Marina Tabassum is a Bangladeshi architect and educator. She graduated from Bangladesh University of Engineering and Technology in 1995 and founded Dhaka-based Marina Tabassum Architects (MTA) in 2005. In her work, Tabassum seeks to establish a language of architecture that is contemporary yet reflectively rooted to place, always against an ecological rubric containing climate, context, culture, history. Her project Bait Ur Rouf Mosque was listed among the top 25 post war buildings of the world by New York Times. She received the coveted Aga Khan Award for Architecture in 2016. Among her important works is the Independence Museum and monument of Bangladesh designed in 1997.

Tabassum is a Professor at the Technical University Delft, in the Netherlands. She received honorary doctorate from Technical University Munich. As a visiting professor she has taught at Yale University, University of Toronto, Harvard University Graduate School of Design, University of Texas and BRAC University. She held the position of Academic Director of the Bengal Institute from 2015 to 2021. Tabassum served as a member of the Steering Committee of the Aga Khan Awards for Architecture from 2017 to 2022.
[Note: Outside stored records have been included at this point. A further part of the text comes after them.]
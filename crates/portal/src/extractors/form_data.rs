//! Form body extractor accepting urlencoded and multipart submissions.

use axum::{
    async_trait,
    body::Bytes,
    extract::{FromRequest, Multipart, Request},
    http::header::CONTENT_TYPE,
    Form,
};
use serde::de::DeserializeOwned;

use common::AppError;

/// A file part of a multipart submission.
#[derive(Debug, Clone)]
pub struct UploadedFile {
    pub file_name: String,
    pub bytes: Bytes,
}

/// Submitted text fields plus any uploaded files.
#[derive(Debug, Clone, Default)]
pub struct FormData {
    fields: Vec<(String, String)>,
    files: Vec<(String, UploadedFile)>,
}

impl FormData {
    pub fn from_fields(fields: Vec<(String, String)>) -> Self {
        Self {
            fields,
            files: Vec::new(),
        }
    }

    /// Deserialize the text fields into a form type. Repeated names keep
    /// the last value.
    pub fn parse<T: DeserializeOwned>(&self) -> Result<T, AppError> {
        let map: serde_json::Map<String, serde_json::Value> = self
            .fields
            .iter()
            .map(|(k, v)| (k.clone(), serde_json::Value::String(v.clone())))
            .collect();

        serde_json::from_value(serde_json::Value::Object(map))
            .map_err(|e| AppError::bad_request(format!("Malformed form submission: {}", e)))
    }

    /// Uploaded file for a field; empty file inputs count as absent.
    pub fn file(&self, name: &str) -> Option<&UploadedFile> {
        self.files
            .iter()
            .find(|(field, _)| field == name)
            .map(|(_, file)| file)
    }
}

#[async_trait]
impl<S> FromRequest<S> for FormData
where
    S: Send + Sync,
{
    type Rejection = AppError;

    async fn from_request(req: Request, state: &S) -> Result<Self, Self::Rejection> {
        let is_multipart = req
            .headers()
            .get(CONTENT_TYPE)
            .and_then(|v| v.to_str().ok())
            .map(|v| v.starts_with("multipart/form-data"))
            .unwrap_or(false);

        if !is_multipart {
            let Form(fields) = Form::<Vec<(String, String)>>::from_request(req, state)
                .await
                .map_err(|e| AppError::bad_request(e.body_text()))?;
            return Ok(Self::from_fields(fields));
        }

        let mut multipart = Multipart::from_request(req, state)
            .await
            .map_err(|e| AppError::bad_request(e.body_text()))?;

        let mut data = FormData::default();
        while let Some(field) = multipart
            .next_field()
            .await
            .map_err(|e| AppError::bad_request(format!("Failed to read field: {}", e)))?
        {
            let name = field.name().unwrap_or("").to_string();
            match field.file_name().map(|s| s.to_string()) {
                Some(file_name) => {
                    let bytes = field
                        .bytes()
                        .await
                        .map_err(|e| AppError::bad_request(format!("Failed to read file: {}", e)))?;
                    if file_name.is_empty() && bytes.is_empty() {
                        continue;
                    }
                    data.files.push((
                        name,
                        UploadedFile {
                            file_name,
                            bytes,
                        },
                    ));
                }
                None => {
                    let value = field
                        .text()
                        .await
                        .map_err(|e| AppError::bad_request(format!("Failed to read field: {}", e)))?;
                    data.fields.push((name, value));
                }
            }
        }

        Ok(data)
    }
}

#[cfg(test)]
mod tests {
    use super::*;
    use domain::LoginForm;

    #[test]
    fn test_parse_last_value_wins() {
        let data = FormData::from_fields(vec![
            ("username".to_string(), "first".to_string()),
            ("username".to_string(), "second".to_string()),
            ("password".to_string(), "secret".to_string()),
        ]);

        let form: LoginForm = data.parse().unwrap();
        assert_eq!(form.username, "second");
        assert_eq!(form.password, "secret");
    }

    #[test]
    fn test_missing_fields_default_to_empty() {
        let form: LoginForm = FormData::default().parse().unwrap();
        assert!(form.username.is_empty());
    }
}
Tabassum Chairs the Executive Board of Prokritee, a fare trade organization that promotes crafts and provides livelihood to more than 5000 women artisans of Bangladesh. She is the founder and chairperson of Foundation for Architecture and Community Equity (FACE). Her social engagements focus on marginalisation, climate justice and architecture. Tabassum was named one of the 100 most influential people of 2024 by TIMES magazine.

Marina Tabassum’s pursuit for the ‘Architecture of Relevance’ has won her various international accolades such as the Soane Medal from United Kingdom, the Gold Medal of the French Academy of Architecture, Arnold Brunner Prize from American Academy of Arts and Letters.